Labor Day and my birthday. The year I was born, 1940, Labor Day was on the 2nd, as it is this year. In 1941, on the 1st (as early as it gets — too soon); in 1942, on the 7th (as late as it gets — too late); and then in 1943, on the nose on my birthday (just right).

Next Labor Day birthday: 2021, which I might even achieve.

The prime number 79. Number theorists are given to devising all sorts of arcane subclasses of whole numbers, especially of prime numbers, and then studying the properties of these subclasses. Understanding most of this work requires pretty heavy background in one or another subfield of mathematics, but a few are accessible to the average person (from the Wikipedia page on the number 79).

— 79 is a cousin prime with 83 and a sexy prime with 73. Cousin primes are prime numbers that differ by 4. Compare this with twin primes, pairs of prime numbers that differ by 2, and sexy primes, pairs of prime numbers that differ by 6 (note the pun on sex referring to sexual activity vs. the Latin root sex(t)- ‘six’, as in English sextet).

— 79 is an emirp, because the reverse of 79, 97, is also a prime (note palindrome).

— 79 is a right-truncatable prime, because when the last digit (9) is removed, the remaining number (7) is still prime.

79 is also a fortunate prime, a Gaussian prime, a happy prime, a Higgs prime, a Pillai prime, a permutable prime, and a regular prime, though the definitions of these would take us far out into the number-theoretic weeds.

Other notable 79s. Just three of a number of possibilities.

— 79 is the atomic number of the chemical element gold (Au), so this is my golden birthday:


(#1) Digital art by Serge Averbukh

— Mount Vesuvius famously and disastrously erupted in AD / CE 79; cross me and I will spew molten lava on you:


(#2) John Martin’s Destruction of Pompeii and Herculaneum (c. 1821)

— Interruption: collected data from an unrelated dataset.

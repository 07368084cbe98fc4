//! # Event Store
//!
//! The working set of one converter instance: every registered collection by
//! name, collection-level metadata, and the metadata of the event currently
//! being filled.
//!
//! Collections are registered once and live as long as the store. After each
//! commit they are cleared, never removed, so the next event fills the same
//! handles again.

use crate::records::{
    CaloHitContribution, Collection, CollectionKind, EventHeader, McParticleCollection,
    SimCalorimeterHit, SimTrackerHit,
};
use crate::ConvertError;
use serde::{Deserialize, Serialize};
use std::collections::BTreeMap;

// =============================================================================
// TYPED PARAMETERS
// =============================================================================

/// Typed key/value parameters, one value list per key and type.
///
/// The same key may appear once per type.
#[derive(Debug, Clone, PartialEq, Serialize, Deserialize, Default)]
pub struct Parameters {
    ints: BTreeMap<String, Vec<i32>>,
    floats: BTreeMap<String, Vec<f32>>,
    strings: BTreeMap<String, Vec<String>>,
}

impl Parameters {
    #[must_use]
    pub fn new() -> Self {
        Self::default()
    }

    pub fn set_int(&mut self, key: impl Into<String>, value: i32) {
        self.ints.insert(key.into(), vec![value]);
    }

    pub fn set_ints(&mut self, key: impl Into<String>, values: Vec<i32>) {
        self.ints.insert(key.into(), values);
    }

    pub fn set_float(&mut self, key: impl Into<String>, value: f32) {
        self.floats.insert(key.into(), vec![value]);
    }

    pub fn set_floats(&mut self, key: impl Into<String>, values: Vec<f32>) {
        self.floats.insert(key.into(), values);
    }

    pub fn set_string(&mut self, key: impl Into<String>, value: impl Into<String>) {
        self.strings.insert(key.into(), vec![value.into()]);
    }

    pub fn set_strings(&mut self, key: impl Into<String>, values: Vec<String>) {
        self.strings.insert(key.into(), values);
    }

    /// First int value stored under `key`.
    #[must_use]
    pub fn get_int(&self, key: &str) -> Option<i32> {
        self.ints.get(key).and_then(|v| v.first().copied())
    }

    #[must_use]
    pub fn get_ints(&self, key: &str) -> Option<&[i32]> {
        self.ints.get(key).map(Vec::as_slice)
    }

    /// First float value stored under `key`.
    #[must_use]
    pub fn get_float(&self, key: &str) -> Option<f32> {
        self.floats.get(key).and_then(|v| v.first().copied())
    }

    #[must_use]
    pub fn get_floats(&self, key: &str) -> Option<&[f32]> {
        self.floats.get(key).map(Vec::as_slice)
    }

    /// First string value stored under `key`.
    #[must_use]
    pub fn get_string(&self, key: &str) -> Option<&str> {
        self.strings
            .get(key)
            .and_then(|v| v.first())
            .map(String::as_str)
    }

    #[must_use]
    pub fn get_strings(&self, key: &str) -> Option<&[String]> {
        self.strings.get(key).map(Vec::as_slice)
    }

    /// Number of keys over all types.
    #[must_use]
    pub fn len(&self) -> usize {
        self.ints.len() + self.floats.len() + self.strings.len()
    }

    #[must_use]
    pub fn is_empty(&self) -> bool {
        self.len() == 0
    }

    pub fn clear(&mut self) {
        self.ints.clear();
        self.floats.clear();
        self.strings.clear();
    }
}

// =============================================================================
// EVENT STORE
// =============================================================================

/// Named collections plus metadata for one converter instance.
#[derive(Debug, Default)]
pub struct EventStore {
    collections: BTreeMap<String, Collection>,
    collection_metadata: BTreeMap<String, Parameters>,
    event_metadata: Parameters,
}

impl EventStore {
    /// Create an empty store.
    #[must_use]
    pub fn new() -> Self {
        Self::default()
    }

    /// Register an empty collection of `kind` under `name`.
    ///
    /// Names are unique; registering a taken name is an error and leaves the
    /// existing collection untouched.
    pub fn register_collection(
        &mut self,
        name: &str,
        kind: CollectionKind,
    ) -> Result<(), ConvertError> {
        if self.collections.contains_key(name) {
            return Err(ConvertError::Storage(format!(
                "collection '{name}' is already registered"
            )));
        }
        self.collections
            .insert(name.to_string(), Collection::empty(kind));
        Ok(())
    }

    #[must_use]
    pub fn contains(&self, name: &str) -> bool {
        self.collections.contains_key(name)
    }

    #[must_use]
    pub fn get(&self, name: &str) -> Option<&Collection> {
        self.collections.get(name)
    }

    /// Registered collections in name order.
    pub fn collections(&self) -> impl Iterator<Item = (&str, &Collection)> {
        self.collections
            .iter()
            .map(|(name, collection)| (name.as_str(), collection))
    }

    #[must_use]
    pub fn collection_count(&self) -> usize {
        self.collections.len()
    }

    /// Metadata of collection `name`, if any was set.
    #[must_use]
    pub fn collection_metadata(&self, name: &str) -> Option<&Parameters> {
        self.collection_metadata.get(name)
    }

    /// Mutable metadata of collection `name`.
    pub fn collection_metadata_mut(&mut self, name: &str) -> &mut Parameters {
        self.collection_metadata
            .entry(name.to_string())
            .or_default()
    }

    /// All collection metadata in name order.
    pub fn all_collection_metadata(&self) -> impl Iterator<Item = (&str, &Parameters)> {
        self.collection_metadata
            .iter()
            .map(|(name, params)| (name.as_str(), params))
    }

    #[must_use]
    pub fn event_metadata(&self) -> &Parameters {
        &self.event_metadata
    }

    pub fn event_metadata_mut(&mut self) -> &mut Parameters {
        &mut self.event_metadata
    }

    /// Clear every collection and the event metadata.
    ///
    /// Collections stay registered; collection metadata is kept.
    pub fn clear_collections(&mut self) {
        for collection in self.collections.values_mut() {
            collection.clear();
        }
        self.event_metadata.clear();
    }

    /// Total number of records over all collections.
    #[must_use]
    pub fn record_count(&self) -> usize {
        self.collections.values().map(Collection::len).sum()
    }

    // -------------------------------------------------------------------------
    // Typed access
    // -------------------------------------------------------------------------

    pub fn particles(&self, name: &str) -> Result<&McParticleCollection, ConvertError> {
        match self.collections.get(name) {
            Some(Collection::McParticles(particles)) => Ok(particles),
            Some(other) => Err(mismatch(name, CollectionKind::McParticles, other)),
            None => Err(ConvertError::MissingCollection(name.to_string())),
        }
    }

    pub fn particles_mut(&mut self, name: &str) -> Result<&mut McParticleCollection, ConvertError> {
        match self.collections.get_mut(name) {
            Some(Collection::McParticles(particles)) => Ok(particles),
            Some(other) => Err(mismatch(name, CollectionKind::McParticles, other)),
            None => Err(ConvertError::MissingCollection(name.to_string())),
        }
    }

    pub fn headers_mut(&mut self, name: &str) -> Result<&mut Vec<EventHeader>, ConvertError> {
        match self.collections.get_mut(name) {
            Some(Collection::EventHeader(headers)) => Ok(headers),
            Some(other) => Err(mismatch(name, CollectionKind::EventHeader, other)),
            None => Err(ConvertError::MissingCollection(name.to_string())),
        }
    }

    pub fn tracker_hits_mut(&mut self, name: &str) -> Result<&mut Vec<SimTrackerHit>, ConvertError> {
        match self.collections.get_mut(name) {
            Some(Collection::SimTrackerHits(hits)) => Ok(hits),
            Some(other) => Err(mismatch(name, CollectionKind::SimTrackerHits, other)),
            None => Err(ConvertError::MissingCollection(name.to_string())),
        }
    }

    pub fn calorimeter_hits_mut(
        &mut self,
        name: &str,
    ) -> Result<&mut Vec<SimCalorimeterHit>, ConvertError> {
        match self.collections.get_mut(name) {
            Some(Collection::SimCalorimeterHits(hits)) => Ok(hits),
            Some(other) => Err(mismatch(name, CollectionKind::SimCalorimeterHits, other)),
            None => Err(ConvertError::MissingCollection(name.to_string())),
        }
    }

    pub fn contributions_mut(
        &mut self,
        name: &str,
    ) -> Result<&mut Vec<CaloHitContribution>, ConvertError> {
        match self.collections.get_mut(name) {
            Some(Collection::CaloHitContributions(contributions)) => Ok(contributions),
            Some(other) => Err(mismatch(name, CollectionKind::CaloHitContributions, other)),
            None => Err(ConvertError::MissingCollection(name.to_string())),
        }
    }
}

fn mismatch(name: &str, expected: CollectionKind, found: &Collection) -> ConvertError {
    ConvertError::KindMismatch {
        name: name.to_string(),
        expected,
        found: found.kind(),
    }
}

// =============================================================================
// TESTS
// =============================================================================
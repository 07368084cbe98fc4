//! # redb-backed Event Output
//!
//! Persists committed events into a redb database. Every event is written in
//! one ACID transaction, so a crash leaves the file at the last complete
//! event.
//!
//! ## Layout
//!
//! | Table                 | Key                   | Value                          |
//! |-----------------------|-----------------------|--------------------------------|
//! | `collections`         | `(event, name)`       | postcard `Collection`          |
//! | `event_metadata`      | `event`               | postcard `Parameters`          |
//! | `collection_metadata` | `name`                | postcard `Parameters`          |
//! | `write_list`          | `name`                | postcard `CollectionKind`      |
//! | `metadata`            | key string            | `u64` (`event_count`, `finished`) |

use super::StoredEvent;
use crate::output::EventWriter;
use crate::records::{Collection, CollectionKind};
use crate::store::{EventStore, Parameters};
use crate::ConvertError;
use redb::{Database, ReadableDatabase, ReadableTable, TableDefinition};
use std::collections::BTreeMap;
use std::path::{Path, PathBuf};

/// Table for collections: (event index, collection name) -> serialized Collection
const COLLECTIONS: TableDefinition<(u64, &str), &[u8]> = TableDefinition::new("collections");

/// Table for event metadata: event index -> serialized Parameters
const EVENT_METADATA: TableDefinition<u64, &[u8]> = TableDefinition::new("event_metadata");

/// Table for collection metadata: collection name -> serialized Parameters
const COLLECTION_METADATA: TableDefinition<&str, &[u8]> =
    TableDefinition::new("collection_metadata");

/// Table for the write list: collection name -> serialized CollectionKind
const WRITE_LIST: TableDefinition<&str, &[u8]> = TableDefinition::new("write_list");

/// Table for counters: key string -> value u64
const METADATA: TableDefinition<&str, u64> = TableDefinition::new("metadata");

const EVENT_COUNT_KEY: &str = "event_count";
const FINISHED_KEY: &str = "finished";

fn storage_error(e: impl std::fmt::Display) -> ConvertError {
    ConvertError::Storage(e.to_string())
}

fn encode<T: serde::Serialize>(value: &T) -> Result<Vec<u8>, ConvertError> {
    postcard::to_allocvec(value).map_err(|e| ConvertError::Serialization(e.to_string()))
}

fn decode<'a, T: serde::Deserialize<'a>>(bytes: &'a [u8]) -> Result<T, ConvertError> {
    postcard::from_bytes(bytes).map_err(|e| ConvertError::Serialization(e.to_string()))
}

// =============================================================================
// WRITER
// =============================================================================

/// Event writer backed by a redb database file.
pub struct RedbWriter {
    db: Database,
    path: PathBuf,
    write_list: BTreeMap<String, CollectionKind>,
    next_event: u64,
}

impl std::fmt::Debug for RedbWriter {
    fn fmt(&self, f: &mut std::fmt::Formatter<'_>) -> std::fmt::Result {
        f.debug_struct("RedbWriter")
            .field("path", &self.path)
            .field("write_list", &self.write_list.len())
            .field("next_event", &self.next_event)
            .finish_non_exhaustive()
    }
}

impl RedbWriter {
    /// Create a fresh database at `path`, replacing any existing file.
    pub fn create(path: impl AsRef<Path>) -> Result<Self, ConvertError> {
        let path = path.as_ref();
        if path.exists() {
            std::fs::remove_file(path).map_err(|e| ConvertError::Io(e.to_string()))?;
        }
        let db = Database::create(path).map_err(storage_error)?;

        {
            let write_txn = db.begin_write().map_err(storage_error)?;
            let _ = write_txn.open_table(COLLECTIONS).map_err(storage_error)?;
            let _ = write_txn.open_table(EVENT_METADATA).map_err(storage_error)?;
            let _ = write_txn
                .open_table(COLLECTION_METADATA)
                .map_err(storage_error)?;
            let _ = write_txn.open_table(WRITE_LIST).map_err(storage_error)?;
            {
                let mut meta = write_txn.open_table(METADATA).map_err(storage_error)?;
                meta.insert(EVENT_COUNT_KEY, 0u64).map_err(storage_error)?;
                meta.insert(FINISHED_KEY, 0u64).map_err(storage_error)?;
            }
            write_txn.commit().map_err(storage_error)?;
        }

        tracing::debug!(path = %path.display(), "created redb output");
        Ok(Self {
            db,
            path: path.to_path_buf(),
            write_list: BTreeMap::new(),
            next_event: 0,
        })
    }

    /// Number of events written so far.
    #[must_use]
    pub fn event_count(&self) -> u64 {
        self.next_event
    }
}

impl EventWriter for RedbWriter {
    fn register_for_write(
        &mut self,
        name: &str,
        kind: CollectionKind,
    ) -> Result<(), ConvertError> {
        let bytes = encode(&kind)?;
        let write_txn = self.db.begin_write().map_err(storage_error)?;
        {
            let mut table = write_txn.open_table(WRITE_LIST).map_err(storage_error)?;
            table
                .insert(name, bytes.as_slice())
                .map_err(storage_error)?;
        }
        write_txn.commit().map_err(storage_error)?;
        self.write_list.insert(name.to_string(), kind);
        Ok(())
    }

    fn write_event(&mut self, store: &EventStore) -> Result<(), ConvertError> {
        let event = StoredEvent::capture(store, &self.write_list)?;
        let index = self.next_event;

        // Encode everything before the transaction opens.
        let mut encoded = Vec::with_capacity(event.collections.len());
        for (name, collection) in &event.collections {
            encoded.push((name.as_str(), encode(collection)?));
        }
        let metadata = encode(&event.metadata)?;
        let mut collection_metadata = Vec::new();
        for name in self.write_list.keys() {
            if let Some(params) = store.collection_metadata(name) {
                collection_metadata.push((name.as_str(), encode(params)?));
            }
        }

        let write_txn = self.db.begin_write().map_err(storage_error)?;
        {
            let mut table = write_txn.open_table(COLLECTIONS).map_err(storage_error)?;
            for (name, bytes) in &encoded {
                table
                    .insert((index, *name), bytes.as_slice())
                    .map_err(storage_error)?;
            }

            let mut event_md = write_txn.open_table(EVENT_METADATA).map_err(storage_error)?;
            event_md
                .insert(index, metadata.as_slice())
                .map_err(storage_error)?;

            let mut coll_md = write_txn
                .open_table(COLLECTION_METADATA)
                .map_err(storage_error)?;
            for (name, bytes) in &collection_metadata {
                coll_md
                    .insert(*name, bytes.as_slice())
                    .map_err(storage_error)?;
            }

            let mut meta = write_txn.open_table(METADATA).map_err(storage_error)?;
            meta.insert(EVENT_COUNT_KEY, index + 1)
                .map_err(storage_error)?;
        }
        write_txn.commit().map_err(storage_error)?;

        self.next_event = index + 1;
        Ok(())
    }

    fn finish(&mut self) -> Result<(), ConvertError> {
        let write_txn = self.db.begin_write().map_err(storage_error)?;
        {
            let mut meta = write_txn.open_table(METADATA).map_err(storage_error)?;
            meta.insert(FINISHED_KEY, 1u64).map_err(storage_error)?;
        }
        write_txn.commit().map_err(storage_error)?;
        tracing::debug!(
            path = %self.path.display(),
            events = self.next_event,
            "finished redb output"
        );
        Ok(())
    }
}

// =============================================================================
// READER
// =============================================================================

/// Read access to a database produced by `RedbWriter`.
pub struct RedbReader {
    db: Database,
}

impl std::fmt::Debug for RedbReader {
    fn fmt(&self, f: &mut std::fmt::Formatter<'_>) -> std::fmt::Result {
        f.debug_struct("RedbReader").finish_non_exhaustive()
    }
}

impl RedbReader {
    /// Open an existing output database.
    pub fn open(path: impl AsRef<Path>) -> Result<Self, ConvertError> {
        let db = Database::open(path.as_ref()).map_err(storage_error)?;
        Ok(Self { db })
    }

    fn counter(&self, key: &str) -> Result<u64, ConvertError> {
        let read_txn = self.db.begin_read().map_err(storage_error)?;
        let table = read_txn.open_table(METADATA).map_err(storage_error)?;
        Ok(table
            .get(key)
            .map_err(storage_error)?
            .map(|v| v.value())
            .unwrap_or(0))
    }

    /// Number of committed events.
    pub fn event_count(&self) -> Result<u64, ConvertError> {
        self.counter(EVENT_COUNT_KEY)
    }

    /// Whether the writer was finished cleanly.
    pub fn is_finished(&self) -> Result<bool, ConvertError> {
        Ok(self.counter(FINISHED_KEY)? != 0)
    }

    /// Registered collection names with their kinds, in name order.
    pub fn write_list(&self) -> Result<Vec<(String, CollectionKind)>, ConvertError> {
        let read_txn = self.db.begin_read().map_err(storage_error)?;
        let table = read_txn.open_table(WRITE_LIST).map_err(storage_error)?;
        let mut list = Vec::new();
        for entry in table.iter().map_err(storage_error)? {
            let (key, value) = entry.map_err(storage_error)?;
            let kind: CollectionKind = decode(value.value())?;
            list.push((key.value().to_string(), kind));
        }
        Ok(list)
    }

    /// Metadata of collection `name`.
    pub fn collection_metadata(&self, name: &str) -> Result<Option<Parameters>, ConvertError> {
        let read_txn = self.db.begin_read().map_err(storage_error)?;
        let table = read_txn
            .open_table(COLLECTION_METADATA)
            .map_err(storage_error)?;
        match table.get(name).map_err(storage_error)? {
            Some(bytes) => Ok(Some(decode(bytes.value())?)),
            None => Ok(None),
        }
    }

    /// Event number `index` (commit order), or `None` past the end.
    pub fn read_event(&self, index: u64) -> Result<Option<StoredEvent>, ConvertError> {
        if index >= self.event_count()? {
            return Ok(None);
        }
        let names = self.write_list()?;

        let read_txn = self.db.begin_read().map_err(storage_error)?;
        let table = read_txn.open_table(COLLECTIONS).map_err(storage_error)?;
        let mut collections = BTreeMap::new();
        for (name, _) in &names {
            if let Some(bytes) = table
                .get((index, name.as_str()))
                .map_err(storage_error)?
            {
                let collection: Collection = decode(bytes.value())?;
                collections.insert(name.clone(), collection);
            }
        }

        let event_md = read_txn.open_table(EVENT_METADATA).map_err(storage_error)?;
        let metadata = match event_md.get(index).map_err(storage_error)? {
            Some(bytes) => decode(bytes.value())?,
            None => Parameters::default(),
        };

        Ok(Some(StoredEvent {
            collections,
            metadata,
        }))
    }
}

// =============================================================================
// TESTS
// =============================================================================

#[cfg(test)]
#[allow(clippy::unwrap_used, clippy::panic)]
mod tests {
    use super::*;
    use crate::records::{EventHeader, SimTrackerHit};
    use tempfile::TempDir;

    fn filled_store(event_number: i32) -> EventStore {
        let mut store = EventStore::new();
        store
            .register_collection("EventHeader", CollectionKind::EventHeader)
            .unwrap();
        store
            .register_collection("TrackerHits", CollectionKind::SimTrackerHits)
            .unwrap();
        store.headers_mut("EventHeader").unwrap().push(EventHeader {
            event_number,
            run_number: 2,
            time_stamp: 1_700_000_000,
        });
        store
            .tracker_hits_mut("TrackerHits")
            .unwrap()
            .push(SimTrackerHit {
                cell_id: 42,
                e_dep: 0.5,
                ..SimTrackerHit::default()
            });
        store
            .collection_metadata_mut("TrackerHits")
            .set_string("CellIDEncodingString", "system:8,layer:4");
        store.event_metadata_mut().set_int("seed", 11);
        store
    }

    #[test]
    fn write_then_read_back() {
        let dir = TempDir::new().unwrap();
        let path = dir.path().join("events.redb");

        {
            let mut writer = RedbWriter::create(&path).unwrap();
            writer
                .register_for_write("EventHeader", CollectionKind::EventHeader)
                .unwrap();
            writer
                .register_for_write("TrackerHits", CollectionKind::SimTrackerHits)
                .unwrap();
            writer.write_event(&filled_store(0)).unwrap();
            writer.write_event(&filled_store(1)).unwrap();
            writer.finish().unwrap();
            assert_eq!(writer.event_count(), 2);
        }

        let reader = RedbReader::open(&path).unwrap();
        assert_eq!(reader.event_count().unwrap(), 2);
        assert!(reader.is_finished().unwrap());
        assert_eq!(reader.write_list().unwrap().len(), 2);

        let second = reader.read_event(1).unwrap().unwrap();
        assert_eq!(second.header("EventHeader").unwrap().event_number, 1);
        assert_eq!(second.tracker_hits("TrackerHits").unwrap()[0].cell_id, 42);
        assert_eq!(second.metadata.get_int("seed"), Some(11));
        assert!(reader.read_event(2).unwrap().is_none());

        let md = reader.collection_metadata("TrackerHits").unwrap().unwrap();
        assert_eq!(
            md.get_string("CellIDEncodingString"),
            Some("system:8,layer:4")
        );
    }

    #[test]
    fn create_replaces_existing_file() {
        let dir = TempDir::new().unwrap();
        let path = dir.path().join("events.redb");

        {
            let mut writer = RedbWriter::create(&path).unwrap();
            writer
                .register_for_write("EventHeader", CollectionKind::EventHeader)
                .unwrap();
            writer.write_event(&filled_store(0)).unwrap();
        }
        {
            let _writer = RedbWriter::create(&path).unwrap();
        }

        let reader = RedbReader::open(&path).unwrap();
        assert_eq!(reader.event_count().unwrap(), 0);
        assert!(!reader.is_finished().unwrap());
    }
}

— #79 in the Denson Sacred Harp (1991 edition) is (one of the hymns known by the name) “The Old Ship of Zion”, a rousing “Oh joy, I am about to die!” song — a sentiment I am at the moment not willing to affirm whole-heartedly (though the song is fun to sing; well, I like shouting songs):


(#3) From The Makers of the Sacred Harp by D. Warren Steel and Richard H. Hulan, 2010: words from Bryan, Songster’s Companion, 1837, altered; music from Thomas W. Carter in The Sacred Harp, 1844

A historic recording of the song:

(#4) Allison’s Sacred Harp Singers, “Old Ship of Zion”, on the album  Heaven’s My Home (recorded 1927-28)

And a recent singing:

(#5) Sixth Ireland Sacred Harp Convention (2016), SH79 “The Old Ship of Zion”

The history of the tune and the words is quite complex. The Denson book has a related song, SH388 “The Happy Sailor”, which in turn is related to a very popular African-American spiritual “The Old Ship of Zion”.

The SH on my future. Looking forward just one year, I’ll be facing more musical welcomings of death:

And if to eighty we arrive
We’d rather sigh and groan than live

This from the text of two SH songs I posted about on 2/13/17 on “Our allotted span”, Mortality SH50t and  Exit SH181. And note my memorial posting for Marian Bush on 4/17/16. Marian took up shapenote singing, with the Palo Alto group, when she was roughly 80, and often chose one of these songs to lead, with gusto. (She continued singing until close to her 100th birthday; the Palo Alto group now holds an annual memorial singing for her, at the end of August — just last Sunday, in fact.)

 

 

 

3 Responses to “79”

  1. kenru Says:

    This post just makes me all the more primed for my next birthday in 2020…although I don’t want to rush it.

  2. Robert Coren Says:

    The winter of 2017-18 was one of the relatively rare periods when my husband John and I were both in our primes (79 and 71, respectively). The next such pairing is 97 and 89, which strikes me as not impossible but unlikely.